Earth microbial network project
The repository provides R script for the microbial network analysis of the Earth Microbiome Project (EMP).
- The combined network file is stored as entire_network/entire.graphml
- The original subnetworks for 14 environments are stored in network_original
- The subnetworks for 12 environments inferred from trimmed dataset are stored in network_trimmed
Abundance table from the EMP
- We then extracted 14 count matrices for 14 environmental categories at level-3 of the EMP ontology (Table S1) from the 90-bp Deblur BIOM table. We filtered the OTUs with relative abundance less than 0.001% and presenting in less than 10% of samples in corresponding count matrices of environments.
- The corresponding R script is rscript/otutable_subset.R.

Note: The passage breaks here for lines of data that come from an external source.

// SPDX-License-Identifier: BUSL-1.1
// Copyright (c) 2026 Alfred Jean LLC

//! TCP server exposing a [`Store`](crate::Store) to remote workers

use std::future::Future;
use std::net::SocketAddr;
use std::sync::Arc;
use std::time::Duration;

use tokio::net::tcp::OwnedReadHalf;
use tokio::net::{TcpListener, TcpStream};
use tracing::{debug, error, info, warn};

use crate::auth::{answer_challenge, deliver_challenge};
use crate::command::{Command, Reply};
use crate::error::{Failure, StoreError};
use crate::protocol::{
    self, ProtocolError, Request, Response, StreamChannel, DEFAULT_TIMEOUT, PROTOCOL_VERSION,
};
use crate::store::{SharedStore, Store};

/// Accepts connections and executes their commands against one store
pub struct StoreServer {
    listener: TcpListener,
    store: SharedStore,
    authkey: Option<Arc<Vec<u8>>>,
    io_timeout: Duration,
}

impl StoreServer {
    pub async fn bind(address: &str, store: SharedStore) -> Result<Self, StoreError> {
        let listener = TcpListener::bind(address).await?;
        Ok(Self {
            listener,
            store,
            authkey: None,
            io_timeout: DEFAULT_TIMEOUT,
        })
    }

    /// Require every client to pass the mutual challenge with `authkey`
    pub fn with_authkey(mut self, authkey: impl Into<Vec<u8>>) -> Self {
        self.authkey = Some(Arc::new(authkey.into()));
        self
    }

    pub fn with_io_timeout(mut self, timeout: Duration) -> Self {
        self.io_timeout = timeout;
        self
    }

    pub fn local_addr(&self) -> Result<SocketAddr, StoreError> {
        Ok(self.listener.local_addr()?)
    }

    /// Serve until `shutdown` resolves
    pub async fn serve_until<F>(self, shutdown: F) -> Result<(), StoreError>
    where
        F: Future<Output = ()>,
    {
        tokio::pin!(shutdown);
        info!(address = ?self.listener.local_addr().ok(), "store server listening");

        loop {
            tokio::select! {
                _ = &mut shutdown => {
                    info!("store server shutting down");
                    return Ok(());
                }
                accepted = self.listener.accept() => match accepted {
                    Ok((stream, peer)) => {
                        debug!(%peer, "accepted connection");
                        let store = Arc::clone(&self.store);
                        let authkey = self.authkey.clone();
                        let io_timeout = self.io_timeout;
                        tokio::spawn(async move {
                            if let Err(e) = handle_connection(stream, store, authkey, io_timeout).await {
                                warn!(%peer, error = %e, "connection ended with error");
                            }
                        });
                    }
                    Err(e) => error!("Error accepting connection: {}", e),
                }
            }
        }
    }

    pub async fn serve(self) -> Result<(), StoreError> {
        self.serve_until(std::future::pending()).await
    }
}

/// Handle a single client connection until it disconnects
async fn handle_connection(
    mut stream: TcpStream,
    store: SharedStore,
    authkey: Option<Arc<Vec<u8>>>,
    io_timeout: Duration,
) -> Result<(), StoreError> {
    stream.set_nodelay(true)?;

    if let Some(key) = authkey {
        let mut channel = StreamChannel::new(&mut stream, io_timeout);
        deliver_challenge(&mut channel, &key).await?;
        answer_challenge(&mut channel, &key).await?;
        debug!("client authenticated");
    }

    let (mut reader, mut writer) = stream.into_split();
    loop {
        // Pooled connections sit idle between requests, so no read timeout here
        let request: Request = match protocol::read_message(&mut reader).await {
            Ok(data) => protocol::decode(&data)?,
            Err(ProtocolError::ConnectionClosed) => {
                debug!("client disconnected");
                return Ok(());
            }
            Err(e) => return Err(e.into()),
        };

        let blocking = matches!(&request, Request::Execute { command } if command.is_blocking());
        if !blocking {
            let response = handle_request(&store, request).await;
            protocol::write_response(&mut writer, &response, io_timeout).await?;
            continue;
        }

        // A client that gives up on a blocking pop closes its socket; stop
        // waiting so the pop cannot take an item nobody will receive.
        let response = tokio::select! {
            biased;
            response = handle_request(&store, request) => response,
            _ = peer_closed(&mut reader) => {
                debug!("client left during a blocking request");
                return Ok(());
            }
        };
        if let Response::Reply {
            reply: Reply::Popped(Some((key, value))),
        } = &response
        {
            if has_closed(&mut reader).await {
                requeue(&store, key, value).await;
                return Ok(());
            }
        }
        if let Err(e) = protocol::write_response(&mut writer, &response, io_timeout).await {
            if let Response::Reply {
                reply: Reply::Popped(Some((key, value))),
            } = &response
            {
                requeue(&store, key, value).await;
            }
            return Err(e.into());
        }
    }
}

/// Resolves once the client has closed its end of the connection
async fn peer_closed(reader: &mut OwnedReadHalf) {
    let mut byte = [0u8; 1];
    match reader.peek(&mut byte).await {
        Ok(0) | Err(_) => {}
        // Data pending means the client is still there
        Ok(_) => std::future::pending().await,
    }
}

/// Whether the client has already closed, without waiting
async fn has_closed(reader: &mut OwnedReadHalf) -> bool {
    tokio::time::timeout(Duration::ZERO, peer_closed(reader))
        .await
        .is_ok()
}

/// Put an undelivered item back at the head of its list
async fn requeue(store: &SharedStore, key: &str, value: &[u8]) {
    let command = Command::LPush {
        key: key.to_string(),
        values: vec![value.to_vec()],
    };
    match store.execute(command).await {
        Ok(_) => debug!(key, "requeued undelivered item"),
        Err(e) => error!(key, error = %e, "failed to requeue undelivered item"),
    }
}

async fn handle_request(store: &SharedStore, request: Request) -> Response {
    match request {
        Request::Hello { version } => {
            if version != PROTOCOL_VERSION {
                warn!(client = %version, server = PROTOCOL_VERSION, "protocol version mismatch");
            }
            Response::Hello {
                version: PROTOCOL_VERSION.to_string(),
            }
        }
        Request::Execute { command } => match store.execute(command).await {
            Ok(reply) => Response::Reply { reply },
            Err(e) => Response::Failed {
                failure: Failure::from(&e),
            },
        },
    }
}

- We kept 400 top-abundant ESVs and randomly selected 360 samples in the trimmed microbial community matrices.
- The corresponding R script is rscript/trim.R.
- Microbial taxon-taxon association networks were constructed by selecting Spearman correlation and Bray-Curtis dissimilarity measures.
- The corresponding R script is rscript/netinfer.R.
- The impact of environmental categories on the Spearman correlation of each edge in the network was assessed through dividing the absolute omission score (OS) (Spearman correlation without the environmental categories) by the absolute original Spearman score.
- The corresponding R script is rscript/os.R.
- Taxon–taxon counts at high taxonomic ranks were assessed for significance using the hypergeometric distribution in the R stats::phyper.
- Mutual exclusion versus co-presence analysis was performed using the binomial distribution implemented in the R stats::pbinom, with background probability estimated by the frequency of edges in the network.
- The corresponding R script is rscript/overrepresentation.R.
- Topological features were estimated with igraph package.
- The corresponding R script is rscript/nettopo.R.
Generalist and specialist edges
- Edges present in only one subnetwork were specialist edges, which were further clustered into two groups: a specialist edge linking a specialist vertex pair or the same linking a generalist vertex pair.
- The corresponding R script is rscript/generalist.R.
- We identified ten hubs at the top-degree from each subnetwork inferred from the 12 trimmed datasets.
- The corresponding R script is rscript/hub.R.
- We counted the number and percentage of negative edges in the subnetworks inferred from the 12 trimmed datasets
- The corresponding R script is rscript/negative.R.